An associate lecturer at UTS's School of Design, Daniele Hromek is also a spatial designer and artist, fusing design elements with installations and sculptural form. Her work often considers the urban Aboriginal condition, the Indigenous experience of Country and contemporary Indigenous identities. As a researcher, she is considering how to decolonise and Indigenise the curricula by creating spaces to substantially affect Indigenous rights and culture within the institution of the university.

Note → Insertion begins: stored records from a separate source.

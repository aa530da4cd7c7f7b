// Copyright 2025 the muxssh developers
//
// Licensed under the Apache License, Version 2.0 (the "License");
// you may not use this file except in compliance with the License.
// You may obtain a copy of the License at
//
//     http://www.apache.org/licenses/LICENSE-2.0
//
// Unless required by applicable law or agreed to in writing, software
// distributed under the License is distributed on an "AS IS" BASIS,
// WITHOUT WARRANTIES OR CONDITIONS OF ANY KIND, either express or implied.
// See the License for the specific language governing permissions and
// limitations under the License.

use anyhow::{Context, Result};
use serde::{Deserialize, Serialize};
use std::collections::HashMap;
use std::path::{Path, PathBuf};
use tokio::fs;

use crate::error::Error;

/// Top-level configuration file.
///
/// Loaded once at process start and never mutated afterwards.
#[derive(Debug, Serialize, Deserialize, Default)]
pub struct Config {
    #[serde(default)]
    pub ssh: MuxSettings,

    #[serde(default)]
    pub hosts: HashMap<String, HostConfig>,
}

/// Process-wide multiplexing settings shared by every host.
#[derive(Debug, Clone, Serialize, Deserialize)]
pub struct MuxSettings {
    /// Directory the pre-established master sockets live in. When absent,
    /// every connection runs with `ControlMaster=no` and no pooling.
    pub master_socket_base_path: Option<PathBuf>,

    /// Number of master sockets expected per host.
    #[serde(default = "default_nr_sockets")]
    pub nr_sockets: usize,

    /// Hard cap on channels multiplexed over one master socket. Enforced by
    /// sshd itself; this crate only steers load below it.
    #[serde(default = "default_connection_limit")]
    pub connection_limit_per_socket: u32,

    /// Lower bound of the pre-connection jitter sleep, in seconds.
    #[serde(default)]
    pub sleep_min: u64,

    /// Upper bound of the pre-connection jitter sleep, in seconds.
    #[serde(default)]
    pub sleep_max: u64,
}

fn default_nr_sockets() -> usize {
    1
}

fn default_connection_limit() -> u32 {
    10
}

impl Default for MuxSettings {
    fn default() -> Self {
        Self {
            master_socket_base_path: None,
            nr_sockets: default_nr_sockets(),
            connection_limit_per_socket: default_connection_limit(),
            sleep_min: 0,
            sleep_max: 0,
        }
    }
}

impl MuxSettings {
    /// Reject settings the selection and jitter code cannot work with.
    pub fn validate(&self) -> Result<(), Error> {
        if self.sleep_max < self.sleep_min {
            return Err(Error::Configuration(format!(
                "sleep_max ({}) must be >= sleep_min ({})",
                self.sleep_max, self.sleep_min
            )));
        }
        if self.master_socket_base_path.is_some() && self.nr_sockets == 0 {
            return Err(Error::Configuration(
                "nr_sockets must be at least 1 when master_socket_base_path is set".to_string(),
            ));
        }
        if self.master_socket_base_path.is_some() && self.connection_limit_per_socket == 0 {
            return Err(Error::Configuration(
                "connection_limit_per_socket must be at least 1".to_string(),
            ));
        }
        Ok(())
    }
}

/// Per-host connection options, keyed by the host alias.
#[derive(Debug, Clone, Serialize, Deserialize, Default)]
pub struct HostConfig {
    pub port: Option<u16>,
    pub username: Option<String>,
    pub key_file: Option<PathBuf>,
    #[serde(default)]
    pub sshpass: bool,
    #[serde(default)]
    pub no_host_key_check: bool,
    #[serde(default)]
    pub tty: bool,
    pub connect_timeout: Option<u64>,
}

impl Config {
    pub async fn load(path: &Path) -> Result<Self> {
        let expanded_path = expand_tilde(path);

        if !expanded_path.exists() {
            tracing::debug!(
                "Config file not found at {:?}, using defaults",
                expanded_path
            );
            return Ok(Self::default());
        }

        let content = fs::read_to_string(&expanded_path)
            .await
            .with_context(|| format!("Failed to read configuration file at {expanded_path:?}. Please check file permissions and ensure the file is accessible."))?;

        let config: Config = serde_yaml::from_str(&content).with_context(|| {
            format!("Failed to parse YAML configuration file at {expanded_path:?}. Please check the YAML syntax is valid.")
        })?;

        config.ssh.validate()?;

        Ok(config)
    }

    /// Look up a `hosts:` entry by alias.
    pub fn host(&self, alias: &str) -> Option<&HostConfig> {
        self.hosts.get(alias)
    }
}

/// Expand a leading `~` to the current home directory.
pub fn expand_tilde(path: &Path) -> PathBuf {
    let path_str = path.to_string_lossy();
    if let Some(stripped) = path_str.strip_prefix("~/") {
        if let Ok(home) = std::env::var("HOME") {
            return PathBuf::from(home).join(stripped);
        }
    }
    path.to_path_buf()
}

Her research contributes an understanding of the Indigenous experience and comprehension of space, and investigates how Aboriginal people occupy, use, narrate, sense, Dream and contest their space. It considers the traumas affected to land, places, spaces and, by extension, to Indigenous peoples by the consequences of invasion and colonisation. It questions how, through decolonisation, space can be re-Indigenised, and rethinks the 'values' that inform Aboriginal understandings of space through Indigenous spatial knowledge. It offers a reconstruction, reinterpretation, retranslation and reclamation of Aboriginal experiences of space, in doing so considering the sustainability of Indigenous cultures from a spatial perspective.
Daniele is a proud Saltwater woman, born on Gadigal lands, brought up in Bundjalung region, with ancestral roots in the Budawang tribe of the Yuin nation.